Multi-tenancy with database-per-tenant: how to handle lot of migrations efficiently
Hello,
We have a multi-tenancy with database-per-tenant Laravel app with lot databases and we are facing a problem: if a migration take 5 seconds to execute in one database, and we have 1.000 databases, it will take more than 83 minutes to run all migrations (and we need to put the app in maintenance mode for 83 minutes).
So, what’s the best way to minimize the time to run all the migrations?
I found this post that use Queues and Jobs to process the migrations in parallel:
https://medium.com/hackernoon/abstract-upgrade-command-for-multi-tenant-71089b9a838f
So, if we use 10 workers to run the migrations, it will take 8,3 minutes to run all the migrations.
This approach is ok? Or it can take MySQL service down if we run multiple migrations in parallel?
Thanks,
If you can afford any downtime I would experiment with the parallel solution.
If you prefer to try a near zero-downtime solution, follow along.
As you are routing with subdomain you could install a reverse or an application proxy, such as Traefik, that routes traffic to a different server depending of the subdomain.
- Then you deploy the new code version to a second application server.

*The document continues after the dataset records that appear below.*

//! Bundling error types and diagnostics.

use std::path::PathBuf;

use thiserror::Error;

use crate::util::diagnostic::Diagnostic;

/// Error during a bundling run.
///
/// Every variant is fatal: the run aborts and no artifact is written,
/// since a half-merged header would be structurally invalid.
#[derive(Debug, Error)]
pub enum BundleError {
    #[error("cannot read root header `{}`", file.display())]
    MissingRoot {
        file: PathBuf,
        #[source]
        source: std::io::Error,
    },

    #[error("cannot read local include `{include}` (referenced from `{}`)", referrer.display())]
    MissingInclude {
        include: String,
        referrer: PathBuf,
        #[source]
        source: std::io::Error,
    },

    #[error("cyclic include chain")]
    CyclicInclude { chain: Vec<PathBuf> },

    #[error("malformed include directive in `{}`: `{line}`", file.display())]
    MalformedDirective { file: PathBuf, line: String },

    #[error("include depth limit ({limit}) exceeded at `{}`", file.display())]
    DepthExceeded { file: PathBuf, limit: usize },
}

impl BundleError {
    /// Convert to a user-friendly diagnostic.
    pub fn to_diagnostic(&self) -> Diagnostic {
        match self {
            BundleError::MissingRoot { file, source } => {
                Diagnostic::error(format!("cannot read root header `{}`", file.display()))
                    .with_context(format!("{}", source))
                    .with_suggestion("Check the `roots` list in Coalesce.toml".to_string())
                    .with_suggestion(
                        "Root paths are resolved relative to `base-dir`".to_string(),
                    )
            }

            BundleError::MissingInclude {
                include,
                referrer,
                source,
            } => {
                Diagnostic::error(format!("cannot read local include `{}`", include))
                    .with_location(referrer.clone())
                    .with_context(format!("{}", source))
                    .with_suggestion(
                        "Local includes are resolved relative to `base-dir`, not to the \
                         including file"
                            .to_string(),
                    )
                    .with_suggestion(
                        "Run `coalesce check` to list every unresolvable include".to_string(),
                    )
            }

            BundleError::CyclicInclude { chain } => {
                let rendered: Vec<String> =
                    chain.iter().map(|p| p.display().to_string()).collect();

                Diagnostic::error("cyclic include chain")
                    .with_context(format!("cycle: {}", rendered.join(" -> ")))
                    .with_suggestion(
                        "Break the cycle by moving shared declarations into a header both \
                         sides can include"
                            .to_string(),
                    )
            }

            BundleError::MalformedDirective { file, line } => {
                Diagnostic::error(format!("malformed include directive: `{}`", line))
                    .with_location(file.clone())
                    .with_context(
                        "directives must match `#include \"...\"` or `#include <...>` exactly"
                            .to_string(),
                    )
                    .with_suggestion(
                        "Fix the directive, or disable strict mode to copy it through as \
                         content"
                            .to_string(),
                    )
            }

            BundleError::DepthExceeded { file, limit } => {
                Diagnostic::error(format!("include depth limit ({}) exceeded", limit))
                    .with_location(file.clone())
                    .with_suggestion(
                        "Raise the limit with `BundleOptions::with_max_depth` if the graph \
                         is genuinely this deep"
                            .to_string(),
                    )
            }
        }
    }
}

- Traefik, or even nginx as a reverse proxy, can make the routing decision based on reading from a storage. I guess nginx can't query MySQL or any DBMS directly, but you could update a
.conffile while your migration progresses. - In your tenant table, on your landlord DB, you add a column that holds the version.
- The reverse/application proxy would redirect traffic for each subdomain based on the version on this storage. Current version to current application server, new version to newer application server.
- While migrating a single tenant you could issue a 503 response for that specific subdomain requests. This would be the "near" zero-downtime, as you said the migrations runs for about 5 seconds for each tenant.
- When finishing migrating a tenant you change the version in its landlord record, the proxy will start using the new server for this tenant.
For the 503 reponse while migrating, you could play with how Laravel handles the php artisan down command and customize it to allow traffic matching certain subdomains while responding with a 503 to subdomains being migrated. Current implementation adds a script to the public folder, so you could tweak this generated script.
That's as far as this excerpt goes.